Monday, 13 April 2009

Argot Versioning - Part 2 - Meta Data Naming

In this post I'll introduce the solution implemented for meta data versioning in Argot. It builds on the last post which introduced some of the versioning issues. Some light reading for getting the brain in gear after easter.

During the development of the versioning feature, a very important aspect of the system has been modified and updated. I found that every type definition needs more than a simple ascii string to define its name. Instead of a name, a location in the the type library is defined. To explain further, it's best to understand some background information and what this means for Argot.

To recap on the last post, performing type negotiation between peers (client and server) or application and file in the past requires each data type definition have a unique name.
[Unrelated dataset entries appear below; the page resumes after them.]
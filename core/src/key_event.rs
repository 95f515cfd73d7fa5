//! Key events observed on the text field's key-release signal.
//!
//! Hosts usually report platform virtual-key codes. `KeyEvent::from_code`
//! turns those into a small enum the filter and the engine can match on.

/// Virtual-key code constants used by `KeyEvent::from_code`.
pub mod codes {
    pub const BACKSPACE: u32 = 0x08;
    pub const TAB: u32 = 0x09;
    pub const ENTER: u32 = 0x0D;
    pub const ESCAPE: u32 = 0x1B;
    pub const SPACE: u32 = 0x20;
    pub const LEFT: u32 = 0x25;
    pub const UP: u32 = 0x26;
    pub const RIGHT: u32 = 0x27;
    pub const DOWN: u32 = 0x28;
    pub const DELETE: u32 = 0x2E;
    pub const DIGIT_0: u32 = 0x30;
    pub const DIGIT_9: u32 = 0x39;
    pub const LETTER_A: u32 = 0x41;
    pub const LETTER_Z: u32 = 0x5A;
    pub const NUMPAD_0: u32 = 0x60;
    pub const NUMPAD_9: u32 = 0x69;
}

/// A single key-release event.
#[derive(Debug, Clone, Copy, PartialEq, Eq)]
pub enum KeyEvent {
    /// Character key (letters, digits, punctuation)
    Char(char),
    /// Numeric keypad digit (0-9)
    NumPad(u8),
    /// Space bar
    Space,
    /// Backspace key
    Backspace,
    /// Delete key
    Delete,
    /// Tab key
    Tab,
    /// Enter/Return key
    Enter,
    /// Escape key
    Escape,
    /// Left arrow key
    Left,
    /// Right arrow key
    Right,
    /// Up arrow key
    Up,
    /// Down arrow key
    Down,
    /// Any other key, carrying its raw code
    Other(u32),
}

impl KeyEvent {
    /// Decode a platform virtual-key code.
    ///
    /// Letter codes decode to uppercase characters, the way virtual keys
    /// report them regardless of shift state.
    pub fn from_code(code: u32) -> Self {
        match code {
            codes::DIGIT_0..=codes::DIGIT_9 | codes::LETTER_A..=codes::LETTER_Z => {
                char::from_u32(code).map_or(KeyEvent::Other(code), KeyEvent::Char)
            }
            codes::NUMPAD_0..=codes::NUMPAD_9 => KeyEvent::NumPad((code - codes::NUMPAD_0) as u8),
            codes::SPACE => KeyEvent::Space,
            codes::BACKSPACE => KeyEvent::Backspace,
            codes::TAB => KeyEvent::Tab,
            codes::ENTER => KeyEvent::Enter,
            codes::ESCAPE => KeyEvent::Escape,
            codes::LEFT => KeyEvent::Left,
            codes::UP => KeyEvent::Up,
            codes::RIGHT => KeyEvent::Right,
            codes::DOWN => KeyEvent::Down,
            codes::DELETE => KeyEvent::Delete,
            other => KeyEvent::Other(other),
        }
    }

    /// Virtual-key code for this event, if it has one.
    ///
    /// Lowercase letters report the code of their uppercase key. Characters
    /// without a dedicated key code return `None`.
    pub fn code(&self) -> Option<u32> {
        match *self {
            KeyEvent::Char(ch) if ch.is_ascii_digit() => Some(ch as u32),
            KeyEvent::Char(ch) if ch.is_ascii_alphabetic() => Some(ch.to_ascii_uppercase() as u32),
            KeyEvent::Char(' ') => Some(codes::SPACE),
            KeyEvent::Char(_) => None,
            KeyEvent::NumPad(n) if n <= 9 => Some(codes::NUMPAD_0 + u32::from(n)),
            KeyEvent::NumPad(_) => None,
            KeyEvent::Space => Some(codes::SPACE),
            KeyEvent::Backspace => Some(codes::BACKSPACE),
            KeyEvent::Delete => Some(codes::DELETE),
            KeyEvent::Tab => Some(codes::TAB),
            KeyEvent::Enter => Some(codes::ENTER),
            KeyEvent::Escape => Some(codes::ESCAPE),
            KeyEvent::Left => Some(codes::LEFT),
            KeyEvent::Right => Some(codes::RIGHT),
            KeyEvent::Up => Some(codes::UP),
            KeyEvent::Down => Some(codes::DOWN),
            KeyEvent::Other(code) => Some(code),
        }
    }
}

impl From<char> for KeyEvent {
    fn from(ch: char) -> Self {
        match ch {
            ' ' => KeyEvent::Space,
            '\n' | '\r' => KeyEvent::Enter,
            '\t' => KeyEvent::Tab,
            other => KeyEvent::Char(other),
        }
    }
}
This has caused an issue with various aspects of meta data requiring a name where it has not been essential. This is because the basis of Argot is a single table which contains an identifier, name and definition.

Adding versioning into the meta data causes the single table to be broken up into multiple levels. Each name in the table may have multiple definitions. The small table example given in the last post now expands to a much larger table as shown in the table below.
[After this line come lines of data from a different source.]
// core/tests/config_integration.rs
//
// Configuration flowing from TOML into a running autocomplete box.

mod common;

use autocomplete_core::{AutocompleteBox, Config, SearchMode, MAX_SUGGESTIONS};
use common::{ms, type_text, TestDisplay, TestField, COUNTRIES};
use tokio::task::LocalSet;

#[tokio::test(start_paused = true)]
async fn test_config_from_toml_drives_the_box() {
    LocalSet::new()
        .run_until(async {
            let cfg = Config::from_toml_str(
                "search_mode = \"starts_with\"\npopup_delay = 0.1\nmax_cache_size = 4\n",
            )
            .unwrap();
            let ac = AutocompleteBox::with_config(
                TestField::new(),
                TestDisplay::new(),
                COUNTRIES.iter().copied(),
                &cfg,
            );
            assert_eq!(ac.search_mode(), SearchMode::StartsWith);
            assert_eq!(ac.popup_delay(), 0.1);

            type_text(&ac, "a", ms(150)).await;
            assert_eq!(
                ac.display().labels(),
                vec!["Afghanistan", "Algeria", "American Samoa"]
            );
        })
        .await;
}

#[tokio::test(start_paused = true)]
async fn test_apply_config_updates_mode_and_delay() {
    LocalSet::new()
        .run_until(async {
            let ac = AutocompleteBox::with_items(
                TestField::new(),
                TestDisplay::new(),
                COUNTRIES.iter().copied(),
            );
            let mut cfg = Config::default();
            cfg.set_search_mode(SearchMode::StartsWith);
            cfg.popup_delay = 7.0;
            ac.apply_config(&cfg);
            assert_eq!(ac.search_mode(), SearchMode::StartsWith);
            // Invalid delay in the config is rejected by the box as well
            assert_eq!(ac.popup_delay(), 0.3);
        })
        .await;
}

#[tokio::test(start_paused = true)]
async fn test_repeated_queries_hit_the_cache() {
    LocalSet::new()
        .run_until(async {
            let ac = AutocompleteBox::with_items(
                TestField::new(),
                TestDisplay::new(),
                COUNTRIES.iter().copied(),
            );
            type_text(&ac, "a", ms(400)).await;
            assert_eq!(ac.display().labels().len(), MAX_SUGGESTIONS);

            // Same query again (case differs, folded key is the same)
            ac.field().type_over("A");
            ac.on_key_up(autocomplete_core::KeyEvent::Char('A'));
            tokio::time::sleep(ms(400)).await;
            assert_eq!(ac.cache_stats(), (1, 1));
            assert_eq!(ac.display().show_count(), 2);

            ac.replace_items(["Andorra"]);
            assert_eq!(ac.cache_stats(), (0, 0));
        })
        .await;
}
Another example in Argot without versioning is that of abstract data types. These required multiple named definitions. A short example is:


meta.definition: meta.abstract();
meta.definition#basic: meta.map( #meta.definition, #meta.basic );
meta.definition#map: meta.map( #meta.definition, #meta.map );


The three definitions is actually trying to represent the following:



This diagram represents three levels to the data type structure. The first entry defines the name (meta.definition). The second entry defines version 1.0 as being an abstract type. The third and fourth entries are a relation to the version 1.0 definition and map the abstract type to other types.
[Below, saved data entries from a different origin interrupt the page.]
use chrono::Duration;
use payroute::application::selector::{FixedDraws, SeededRandom};
use payroute::error::RoutingError;
use std::collections::HashMap;

mod common;

#[tokio::test]
async fn test_selection_follows_weights() {
    let (evaluator, _clock) = common::manual_evaluator();
    let selector = common::selector(evaluator, Box::new(SeededRandom::new(2024)));

    let mut picks: HashMap<String, u32> = HashMap::new();
    for _ in 0..1000 {
        let gateway = selector.select_gateway().await.unwrap();
        *picks.entry(gateway).or_default() += 1;
    }

    for (name, expected) in [("razorpay", 400), ("payu", 350), ("cashfree", 250)] {
        let got = picks.get(name).copied().unwrap_or(0) as i64;
        assert!(
            (got - expected).abs() <= 60,
            "{} picked {} times, expected about {}",
            name,
            got,
            expected
        );
    }
}

#[tokio::test]
async fn test_failing_gateway_sits_out_cooldown() {
    let (evaluator, clock) = common::manual_evaluator();

    evaluator.record_outcome("razorpay", true).await.unwrap();
    for _ in 0..4 {
        evaluator.record_outcome("razorpay", false).await.unwrap();
    }
    assert!(!evaluator.is_healthy("razorpay").await.unwrap());

    // Draws cover the whole remaining weight (payu 35 + cashfree 25).
    let selector = common::selector(
        evaluator.clone(),
        Box::new(FixedDraws::new([0, 34, 35, 59])),
    );
    let mut picked = Vec::new();
    for _ in 0..4 {
        picked.push(selector.select_gateway().await.unwrap());
    }
    assert_eq!(picked, ["payu", "payu", "cashfree", "cashfree"]);

    // Still inside the cooldown.
    clock.advance(Duration::minutes(5));
    assert!(!evaluator.is_healthy("razorpay").await.unwrap());

    clock.advance(Duration::seconds(1));
    assert!(evaluator.is_healthy("razorpay").await.unwrap());

    let selector = common::selector(evaluator, Box::new(FixedDraws::new([0])));
    assert_eq!(selector.select_gateway().await.unwrap(), "razorpay");
}

#[tokio::test]
async fn test_every_gateway_disabled() {
    let (evaluator, _clock) = common::manual_evaluator();
    for name in ["razorpay", "payu", "cashfree"] {
        for _ in 0..5 {
            evaluator.record_outcome(name, false).await.unwrap();
        }
    }

    let selector = common::selector(evaluator, Box::new(SeededRandom::new(1)));
    assert!(matches!(
        selector.select_gateway().await,
        Err(RoutingError::NoAvailableGateway)
    ));
    assert!(selector.healthy_gateway_names().await.unwrap().is_empty());
}

#[tokio::test]
async fn test_fresh_window_after_monitoring_span() {
    let (evaluator, clock) = common::manual_evaluator();
    for _ in 0..3 {
        evaluator.record_outcome("payu", false).await.unwrap();
    }

    clock.advance(Duration::minutes(16));
    let window = evaluator.record_outcome("payu", true).await.unwrap();
    assert_eq!(window.total_count, 1);
    assert_eq!(window.success_rate, 100.0);

    // The old window is older than twice the span after another 15 minutes.
    clock.advance(Duration::minutes(15));
    assert_eq!(evaluator.purge_stale().await.unwrap(), 1);
}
Using the same naming mechanism to flatten this into a single table useful for Argot creates a group of ugly name strings:


id:10, name:”meta.definition” - meta.name;
id:11, name: meta.definition#v1.0 - meta.abstract;
id 12, name: meta.definition#meta.basic#v1.0 - meta.abstract.map #meta.basic;
id 13, name: meta.definition#meta.map#v1.0 - meta.abstract.map #meta.map;


The solution to this is to replace each name with a location. The location is an abstract type that initially has three concrete location types. The first location includes the name, the second is a version definition and includes the id of the name location and the version information. The third location is a relation type and includes the id of a versioned definition( eg 11 in the above list) and a tag. The tag is a unique string used to uniquely identify the location. As in the flat table version of Argot where every name must be unique, a location must also be unique. It must be possible to find any definition using just its location data.

The separation of location from the definition is the key concept in Argot with versioning. The location being an abstract type also means that it can be extended to include any type of location specifier. The location specifier replaces the name and provides a flexible method to specify where to place a definition in the meta data library.

An interesting aspect of the above is that there is often more information being used to specify where the data belongs than the actual data. The abstract type "meta.definition" and mapping data definitions now look like:


// 1. define the name.
(library.entry
(dictionary.name:”meta.definition”)
(meta.identity) )

// 2. define version 1.0 as abstract.
(library.entry
(dictionary.definition name:”meta.definition” version:”1.0”)
(meta.abstract [])

// 3. map meta.basic to the abstract type.
(library.entry
(dictionary.definition name:”meta.definition” version:”1.0”)
(meta.abstract.map #meta.basic))

// 4. map meta.abstract.map to the abstract type.
(library.entry
(definition name:”meta.definition” version:”1.0”)
(meta.abstract.map #meta.abstract.map)


Each entry in the above is in two parts, the location and the definition. This separation has also had other beneficial flow on effects. In the previous versions of Argot, information in the name string had to be replicated in the definition. In effect the definition was previously being used to specify both location and definition information. By using a data structure in the location, this is no longer required. An example of this is the “meta.abstract.map” definition which previously included both the abstract target and the mapping type. This now only includes the mapping.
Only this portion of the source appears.